Data extracts:

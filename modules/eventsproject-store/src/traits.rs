// Store abstractions for the event services.
//
// EventStore, ParticipantStore and LogisticsStore are the only way the services
// touch persistence. PgStore implements them over Postgres, MemoryStore over
// in-memory tables for tests.

use std::sync::Arc;

use anyhow::Result;
use async_trait::async_trait;
use chrono::NaiveDate;

use eventsproject_common::types::{
    Event, EventId, Logistics, LogisticsId, Participant, ParticipantId, Role,
};

// ---------------------------------------------------------------------------
// EventStore
// ---------------------------------------------------------------------------

/// Loaded events are hydrated: `participants` holds the linked participant ids
/// and `logistics` the items whose `event_id` points at the event. A relation
/// without rows loads as `None`.
#[async_trait]
pub trait EventStore: Send + Sync {
    async fn find_by_id(&self, id: EventId) -> Result<Option<Event>>;

    /// Find an event by its description. The first match wins when several share it.
    async fn find_by_description(&self, description: &str) -> Result<Option<Event>>;

    /// Events whose start date lies in `[start, end]`, ordered by start date then id.
    async fn find_by_start_date_between(
        &self,
        start: NaiveDate,
        end: NaiveDate,
    ) -> Result<Vec<Event>>;

    /// Events linked to a participant with this exact name and role.
    async fn find_by_participant(
        &self,
        last_name: &str,
        first_name: &str,
        role: Role,
    ) -> Result<Vec<Event>>;

    /// Insert (no id) or update (id set) the event's own columns. Relations are
    /// owned by the participant and logistics sides. Returns the event with its id.
    async fn save(&self, event: &Event) -> Result<Event>;
}

// ---------------------------------------------------------------------------
// ParticipantStore
// ---------------------------------------------------------------------------

#[async_trait]
pub trait ParticipantStore: Send + Sync {
    async fn find_by_id(&self, id: ParticipantId) -> Result<Option<Participant>>;

    /// Persist the participant and its event links. Returns it with its id.
    async fn save(&self, participant: &Participant) -> Result<Participant>;
}

// ---------------------------------------------------------------------------
// LogisticsStore
// ---------------------------------------------------------------------------

#[async_trait]
pub trait LogisticsStore: Send + Sync {
    async fn find_by_id(&self, id: LogisticsId) -> Result<Option<Logistics>>;

    /// Persist the item, including its `event_id` link. Returns it with its id.
    async fn save(&self, logistics: &Logistics) -> Result<Logistics>;
}

// ---------------------------------------------------------------------------
// Arc<S> blankets
// ---------------------------------------------------------------------------

#[async_trait]
impl<S: EventStore + ?Sized> EventStore for Arc<S> {
    async fn find_by_id(&self, id: EventId) -> Result<Option<Event>> {
        (**self).find_by_id(id).await
    }

    async fn find_by_description(&self, description: &str) -> Result<Option<Event>> {
        (**self).find_by_description(description).await
    }

    async fn find_by_start_date_between(
        &self,
        start: NaiveDate,
        end: NaiveDate,
    ) -> Result<Vec<Event>> {
        (**self).find_by_start_date_between(start, end).await
    }

    async fn find_by_participant(
        &self,
        last_name: &str,
        first_name: &str,
        role: Role,
    ) -> Result<Vec<Event>> {
        (**self)
            .find_by_participant(last_name, first_name, role)
            .await
    }

    async fn save(&self, event: &Event) -> Result<Event> {
        (**self).save(event).await
    }
}

#[async_trait]
impl<S: ParticipantStore + ?Sized> ParticipantStore for Arc<S> {
    async fn find_by_id(&self, id: ParticipantId) -> Result<Option<Participant>> {
        (**self).find_by_id(id).await
    }

    async fn save(&self, participant: &Participant) -> Result<Participant> {
        (**self).save(participant).await
    }
}

#[async_trait]
impl<S: LogisticsStore + ?Sized> LogisticsStore for Arc<S> {
    async fn find_by_id(&self, id: LogisticsId) -> Result<Option<Logistics>> {
        (**self).find_by_id(id).await
    }

    async fn save(&self, logistics: &Logistics) -> Result<Logistics> {
        (**self).save(logistics).await
    }
}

Problem statement:
Your reply should be only the number of lines in the records above that include "ParticipantStore".

Written response:
4